Of the lines in the data below, write out exactly those from the one holding "pub const fn checked_add(self, other: Self)" through the one holding "match self.0.checked_mul(quantity as", both included.

++++ SUPPLIED DATA ++++

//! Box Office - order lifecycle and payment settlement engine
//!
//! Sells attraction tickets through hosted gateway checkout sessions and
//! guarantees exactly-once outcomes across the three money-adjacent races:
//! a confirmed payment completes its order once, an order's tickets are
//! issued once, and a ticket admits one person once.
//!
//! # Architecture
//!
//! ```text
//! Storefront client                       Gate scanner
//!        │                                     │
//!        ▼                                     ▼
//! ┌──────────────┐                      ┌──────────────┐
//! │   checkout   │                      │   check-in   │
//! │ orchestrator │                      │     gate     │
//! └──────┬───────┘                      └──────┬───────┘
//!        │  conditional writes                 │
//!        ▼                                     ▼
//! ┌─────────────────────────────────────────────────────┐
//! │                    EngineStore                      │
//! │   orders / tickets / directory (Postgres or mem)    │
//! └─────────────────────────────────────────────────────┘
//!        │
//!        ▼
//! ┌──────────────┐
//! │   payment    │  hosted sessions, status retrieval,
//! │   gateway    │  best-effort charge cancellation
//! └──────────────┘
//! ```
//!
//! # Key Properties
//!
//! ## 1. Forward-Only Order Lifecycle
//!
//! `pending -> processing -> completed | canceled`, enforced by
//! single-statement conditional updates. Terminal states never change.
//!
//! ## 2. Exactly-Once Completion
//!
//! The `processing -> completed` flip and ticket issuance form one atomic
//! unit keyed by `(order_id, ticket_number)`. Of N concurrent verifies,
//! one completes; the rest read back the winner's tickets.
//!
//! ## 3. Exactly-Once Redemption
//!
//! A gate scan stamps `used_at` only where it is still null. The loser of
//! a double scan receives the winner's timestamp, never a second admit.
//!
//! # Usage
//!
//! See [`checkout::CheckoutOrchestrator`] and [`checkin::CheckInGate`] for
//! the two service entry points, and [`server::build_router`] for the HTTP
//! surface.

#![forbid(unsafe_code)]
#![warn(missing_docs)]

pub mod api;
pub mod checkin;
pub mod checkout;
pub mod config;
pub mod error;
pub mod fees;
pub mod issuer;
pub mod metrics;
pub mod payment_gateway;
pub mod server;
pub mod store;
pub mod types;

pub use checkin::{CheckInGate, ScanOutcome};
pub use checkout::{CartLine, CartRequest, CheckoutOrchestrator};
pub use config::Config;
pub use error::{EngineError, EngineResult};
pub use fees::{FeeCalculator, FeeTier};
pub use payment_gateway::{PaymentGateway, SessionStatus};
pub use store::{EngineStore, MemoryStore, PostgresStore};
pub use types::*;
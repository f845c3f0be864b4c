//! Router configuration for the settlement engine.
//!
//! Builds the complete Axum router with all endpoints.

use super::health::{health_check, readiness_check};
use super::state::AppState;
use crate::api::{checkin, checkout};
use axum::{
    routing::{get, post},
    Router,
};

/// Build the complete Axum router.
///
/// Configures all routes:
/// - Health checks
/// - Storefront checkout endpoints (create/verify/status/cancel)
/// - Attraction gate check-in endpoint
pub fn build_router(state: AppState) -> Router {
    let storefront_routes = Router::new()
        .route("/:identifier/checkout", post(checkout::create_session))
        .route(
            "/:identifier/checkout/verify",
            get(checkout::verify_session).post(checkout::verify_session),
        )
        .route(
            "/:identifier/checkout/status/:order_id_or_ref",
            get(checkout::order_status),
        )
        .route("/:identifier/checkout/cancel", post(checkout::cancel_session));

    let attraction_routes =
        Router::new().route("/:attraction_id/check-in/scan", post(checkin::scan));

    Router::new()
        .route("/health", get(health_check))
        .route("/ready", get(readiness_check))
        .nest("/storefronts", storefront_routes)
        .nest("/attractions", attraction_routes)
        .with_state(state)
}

++++
++++ SUPPLIED DATA ++++

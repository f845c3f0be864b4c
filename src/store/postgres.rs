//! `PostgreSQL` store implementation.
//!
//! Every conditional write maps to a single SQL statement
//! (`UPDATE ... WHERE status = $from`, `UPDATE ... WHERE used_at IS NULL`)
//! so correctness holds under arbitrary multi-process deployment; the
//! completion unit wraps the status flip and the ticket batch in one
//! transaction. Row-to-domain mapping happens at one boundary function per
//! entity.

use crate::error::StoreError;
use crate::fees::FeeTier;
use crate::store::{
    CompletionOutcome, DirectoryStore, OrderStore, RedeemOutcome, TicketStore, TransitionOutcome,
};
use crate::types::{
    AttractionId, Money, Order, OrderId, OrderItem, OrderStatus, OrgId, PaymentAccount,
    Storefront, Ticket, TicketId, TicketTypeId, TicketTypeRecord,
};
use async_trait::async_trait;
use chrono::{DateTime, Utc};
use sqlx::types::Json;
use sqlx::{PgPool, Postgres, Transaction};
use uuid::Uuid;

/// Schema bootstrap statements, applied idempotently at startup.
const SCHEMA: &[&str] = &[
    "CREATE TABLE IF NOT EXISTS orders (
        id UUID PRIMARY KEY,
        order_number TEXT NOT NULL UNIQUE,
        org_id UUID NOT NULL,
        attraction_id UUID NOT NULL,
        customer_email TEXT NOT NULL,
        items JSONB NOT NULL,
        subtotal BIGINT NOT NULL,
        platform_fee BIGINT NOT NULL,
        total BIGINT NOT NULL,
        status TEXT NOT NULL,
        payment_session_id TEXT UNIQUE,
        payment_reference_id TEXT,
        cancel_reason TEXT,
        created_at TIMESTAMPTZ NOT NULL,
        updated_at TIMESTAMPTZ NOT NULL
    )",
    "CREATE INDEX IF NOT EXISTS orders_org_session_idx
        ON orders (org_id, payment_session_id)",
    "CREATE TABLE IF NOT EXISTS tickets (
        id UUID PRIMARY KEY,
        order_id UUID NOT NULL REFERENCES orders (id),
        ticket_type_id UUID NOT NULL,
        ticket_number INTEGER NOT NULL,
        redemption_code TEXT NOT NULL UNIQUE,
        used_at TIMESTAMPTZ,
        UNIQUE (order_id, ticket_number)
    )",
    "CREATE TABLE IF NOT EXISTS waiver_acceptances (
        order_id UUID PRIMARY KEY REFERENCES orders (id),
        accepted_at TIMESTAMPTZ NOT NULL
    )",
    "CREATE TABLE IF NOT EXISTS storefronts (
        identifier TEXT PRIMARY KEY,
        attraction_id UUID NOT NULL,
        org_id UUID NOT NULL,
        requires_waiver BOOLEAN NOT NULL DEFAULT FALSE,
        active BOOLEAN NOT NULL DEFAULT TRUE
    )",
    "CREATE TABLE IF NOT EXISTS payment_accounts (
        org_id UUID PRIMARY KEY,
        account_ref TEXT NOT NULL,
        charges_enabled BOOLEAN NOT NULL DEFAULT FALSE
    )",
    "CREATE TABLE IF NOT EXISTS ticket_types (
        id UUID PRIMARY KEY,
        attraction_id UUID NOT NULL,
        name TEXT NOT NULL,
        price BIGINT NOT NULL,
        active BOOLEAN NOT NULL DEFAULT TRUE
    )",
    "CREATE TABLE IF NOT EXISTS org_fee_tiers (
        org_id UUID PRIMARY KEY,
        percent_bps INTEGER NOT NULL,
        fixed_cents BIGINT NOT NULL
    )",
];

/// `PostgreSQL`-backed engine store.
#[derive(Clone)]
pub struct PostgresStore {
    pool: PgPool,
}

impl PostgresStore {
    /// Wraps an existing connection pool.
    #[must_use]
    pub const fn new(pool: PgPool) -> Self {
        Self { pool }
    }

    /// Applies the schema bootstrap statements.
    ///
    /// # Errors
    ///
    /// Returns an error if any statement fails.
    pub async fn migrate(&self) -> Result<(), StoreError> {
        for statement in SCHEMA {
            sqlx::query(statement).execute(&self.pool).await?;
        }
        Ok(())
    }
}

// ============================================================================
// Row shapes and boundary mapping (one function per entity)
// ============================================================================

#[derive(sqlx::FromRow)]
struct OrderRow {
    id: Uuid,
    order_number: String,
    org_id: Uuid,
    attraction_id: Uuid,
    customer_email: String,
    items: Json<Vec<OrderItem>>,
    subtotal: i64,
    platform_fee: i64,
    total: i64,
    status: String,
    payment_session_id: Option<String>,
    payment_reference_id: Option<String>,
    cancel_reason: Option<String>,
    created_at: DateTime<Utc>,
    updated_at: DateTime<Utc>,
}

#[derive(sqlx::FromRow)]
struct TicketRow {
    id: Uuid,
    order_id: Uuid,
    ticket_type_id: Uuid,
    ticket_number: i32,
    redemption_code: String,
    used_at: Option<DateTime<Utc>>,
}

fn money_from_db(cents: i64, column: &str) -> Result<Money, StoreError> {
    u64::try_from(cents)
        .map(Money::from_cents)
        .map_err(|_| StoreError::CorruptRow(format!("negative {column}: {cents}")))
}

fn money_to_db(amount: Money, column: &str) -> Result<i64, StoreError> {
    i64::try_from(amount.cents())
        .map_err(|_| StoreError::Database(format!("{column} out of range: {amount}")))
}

++++
++++ SUPPLIED DATA ++++

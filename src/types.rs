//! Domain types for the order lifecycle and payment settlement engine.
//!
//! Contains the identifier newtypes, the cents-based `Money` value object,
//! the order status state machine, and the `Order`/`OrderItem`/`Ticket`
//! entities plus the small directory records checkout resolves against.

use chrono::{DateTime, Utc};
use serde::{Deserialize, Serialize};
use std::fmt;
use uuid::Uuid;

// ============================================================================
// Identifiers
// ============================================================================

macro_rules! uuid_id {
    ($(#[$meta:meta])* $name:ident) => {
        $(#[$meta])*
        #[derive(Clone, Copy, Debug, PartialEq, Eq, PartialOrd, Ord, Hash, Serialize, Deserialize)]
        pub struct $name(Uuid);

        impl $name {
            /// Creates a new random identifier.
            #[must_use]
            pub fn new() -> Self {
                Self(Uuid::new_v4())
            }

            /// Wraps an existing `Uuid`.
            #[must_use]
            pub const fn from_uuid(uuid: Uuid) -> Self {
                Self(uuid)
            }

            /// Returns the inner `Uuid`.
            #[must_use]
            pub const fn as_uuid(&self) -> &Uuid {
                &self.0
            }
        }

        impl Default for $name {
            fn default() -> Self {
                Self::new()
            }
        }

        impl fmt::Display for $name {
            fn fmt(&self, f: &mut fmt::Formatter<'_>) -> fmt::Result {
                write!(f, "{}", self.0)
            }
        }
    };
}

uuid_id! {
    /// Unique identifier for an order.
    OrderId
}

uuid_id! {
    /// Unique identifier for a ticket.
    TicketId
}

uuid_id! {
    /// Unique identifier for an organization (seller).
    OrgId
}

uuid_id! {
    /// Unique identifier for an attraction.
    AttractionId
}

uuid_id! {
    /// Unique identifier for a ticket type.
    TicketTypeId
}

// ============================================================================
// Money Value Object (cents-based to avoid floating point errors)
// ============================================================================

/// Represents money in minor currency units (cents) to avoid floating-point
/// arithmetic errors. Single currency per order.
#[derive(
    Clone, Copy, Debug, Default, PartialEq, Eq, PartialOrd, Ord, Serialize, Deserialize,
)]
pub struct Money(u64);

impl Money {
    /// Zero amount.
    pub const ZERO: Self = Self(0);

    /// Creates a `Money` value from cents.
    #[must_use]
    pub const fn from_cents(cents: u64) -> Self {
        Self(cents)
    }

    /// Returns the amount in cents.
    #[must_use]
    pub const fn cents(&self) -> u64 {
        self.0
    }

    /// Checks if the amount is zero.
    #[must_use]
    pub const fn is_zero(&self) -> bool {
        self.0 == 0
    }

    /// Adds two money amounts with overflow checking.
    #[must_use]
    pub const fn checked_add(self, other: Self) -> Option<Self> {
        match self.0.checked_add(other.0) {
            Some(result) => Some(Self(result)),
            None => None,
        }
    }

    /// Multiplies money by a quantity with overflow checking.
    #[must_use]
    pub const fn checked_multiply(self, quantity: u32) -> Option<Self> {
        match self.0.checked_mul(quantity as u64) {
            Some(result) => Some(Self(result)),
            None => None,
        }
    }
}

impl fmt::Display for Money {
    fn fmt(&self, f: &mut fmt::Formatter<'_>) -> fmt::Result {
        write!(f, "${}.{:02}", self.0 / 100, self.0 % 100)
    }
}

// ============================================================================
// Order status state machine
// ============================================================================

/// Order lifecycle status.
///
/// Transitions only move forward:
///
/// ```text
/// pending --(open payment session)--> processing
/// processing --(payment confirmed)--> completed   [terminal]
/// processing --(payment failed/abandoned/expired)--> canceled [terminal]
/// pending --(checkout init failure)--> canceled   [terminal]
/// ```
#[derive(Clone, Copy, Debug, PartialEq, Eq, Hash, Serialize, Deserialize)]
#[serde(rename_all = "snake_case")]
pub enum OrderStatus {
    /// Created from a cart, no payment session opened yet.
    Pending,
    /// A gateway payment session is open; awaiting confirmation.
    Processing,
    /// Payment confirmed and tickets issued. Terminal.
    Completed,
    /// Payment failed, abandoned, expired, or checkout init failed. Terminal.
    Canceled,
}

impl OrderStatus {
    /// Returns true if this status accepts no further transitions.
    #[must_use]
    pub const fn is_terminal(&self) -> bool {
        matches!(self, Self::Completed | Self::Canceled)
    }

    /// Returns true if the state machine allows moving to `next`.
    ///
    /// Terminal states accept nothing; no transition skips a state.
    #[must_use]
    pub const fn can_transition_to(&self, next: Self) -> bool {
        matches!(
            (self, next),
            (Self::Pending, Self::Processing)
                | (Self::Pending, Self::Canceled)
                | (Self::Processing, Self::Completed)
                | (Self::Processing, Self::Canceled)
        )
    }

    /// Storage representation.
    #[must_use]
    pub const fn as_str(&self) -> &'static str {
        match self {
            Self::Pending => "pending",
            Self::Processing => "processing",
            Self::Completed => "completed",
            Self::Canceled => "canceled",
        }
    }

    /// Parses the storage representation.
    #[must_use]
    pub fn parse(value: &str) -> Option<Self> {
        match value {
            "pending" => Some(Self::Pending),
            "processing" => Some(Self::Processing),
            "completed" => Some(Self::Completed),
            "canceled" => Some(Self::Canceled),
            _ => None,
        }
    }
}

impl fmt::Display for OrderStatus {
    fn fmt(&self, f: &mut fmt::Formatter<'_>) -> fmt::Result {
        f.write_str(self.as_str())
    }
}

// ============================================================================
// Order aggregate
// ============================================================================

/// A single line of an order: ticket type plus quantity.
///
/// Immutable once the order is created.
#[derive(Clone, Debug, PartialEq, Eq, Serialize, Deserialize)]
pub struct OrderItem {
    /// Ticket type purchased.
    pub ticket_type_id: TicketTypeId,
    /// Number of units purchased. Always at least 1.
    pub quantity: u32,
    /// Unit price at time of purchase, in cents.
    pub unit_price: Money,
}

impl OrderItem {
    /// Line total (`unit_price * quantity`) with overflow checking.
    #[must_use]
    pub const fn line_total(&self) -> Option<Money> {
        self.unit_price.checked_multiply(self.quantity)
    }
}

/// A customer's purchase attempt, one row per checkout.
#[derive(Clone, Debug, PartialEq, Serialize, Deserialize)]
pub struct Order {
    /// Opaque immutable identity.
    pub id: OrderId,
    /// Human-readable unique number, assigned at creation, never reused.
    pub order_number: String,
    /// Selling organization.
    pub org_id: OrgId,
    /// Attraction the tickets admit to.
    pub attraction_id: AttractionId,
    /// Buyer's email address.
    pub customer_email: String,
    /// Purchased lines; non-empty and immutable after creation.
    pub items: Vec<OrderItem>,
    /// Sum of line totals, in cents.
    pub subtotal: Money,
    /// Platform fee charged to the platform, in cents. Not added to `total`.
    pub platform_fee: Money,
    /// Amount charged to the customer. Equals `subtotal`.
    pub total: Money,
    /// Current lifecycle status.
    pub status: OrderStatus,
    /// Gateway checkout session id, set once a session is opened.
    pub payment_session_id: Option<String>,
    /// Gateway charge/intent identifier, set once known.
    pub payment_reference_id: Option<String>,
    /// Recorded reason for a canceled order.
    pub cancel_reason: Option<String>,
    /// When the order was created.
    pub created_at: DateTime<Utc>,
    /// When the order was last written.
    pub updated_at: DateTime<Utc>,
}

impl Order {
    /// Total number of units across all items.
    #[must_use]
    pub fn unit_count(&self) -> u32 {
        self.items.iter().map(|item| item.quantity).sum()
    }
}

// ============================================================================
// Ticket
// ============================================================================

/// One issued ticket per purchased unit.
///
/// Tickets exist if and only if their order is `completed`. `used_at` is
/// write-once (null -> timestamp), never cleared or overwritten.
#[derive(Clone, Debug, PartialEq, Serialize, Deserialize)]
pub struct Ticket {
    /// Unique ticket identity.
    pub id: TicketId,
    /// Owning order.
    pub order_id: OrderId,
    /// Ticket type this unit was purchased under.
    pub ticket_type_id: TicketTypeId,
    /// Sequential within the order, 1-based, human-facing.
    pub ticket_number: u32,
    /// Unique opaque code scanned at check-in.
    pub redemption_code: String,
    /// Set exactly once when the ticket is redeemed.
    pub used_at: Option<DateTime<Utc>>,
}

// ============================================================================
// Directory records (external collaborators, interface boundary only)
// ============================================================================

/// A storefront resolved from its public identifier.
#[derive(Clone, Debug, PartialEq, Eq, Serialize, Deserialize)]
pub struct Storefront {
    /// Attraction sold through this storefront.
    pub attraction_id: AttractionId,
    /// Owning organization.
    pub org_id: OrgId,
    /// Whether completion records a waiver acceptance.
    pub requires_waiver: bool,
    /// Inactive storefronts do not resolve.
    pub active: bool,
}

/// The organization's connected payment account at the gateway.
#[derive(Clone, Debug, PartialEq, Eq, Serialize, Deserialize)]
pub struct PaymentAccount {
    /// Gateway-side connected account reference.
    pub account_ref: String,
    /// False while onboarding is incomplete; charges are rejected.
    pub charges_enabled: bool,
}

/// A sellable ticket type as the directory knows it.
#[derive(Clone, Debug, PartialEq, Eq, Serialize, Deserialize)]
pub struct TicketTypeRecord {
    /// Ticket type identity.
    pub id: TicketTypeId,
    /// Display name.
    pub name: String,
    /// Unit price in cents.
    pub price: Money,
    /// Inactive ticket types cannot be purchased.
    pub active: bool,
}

++++

EXERCISE RESPONSE:
    pub const fn checked_add(self, other: Self) -> Option<Self> {
        match self.0.checked_add(other.0) {
            Some(result) => Some(Self(result)),
            None => None,
        }
    }

    /// Multiplies money by a quantity with overflow checking.
    #[must_use]
    pub const fn checked_multiply(self, quantity: u32) -> Option<Self> {
        match self.0.checked_mul(quantity as u64) {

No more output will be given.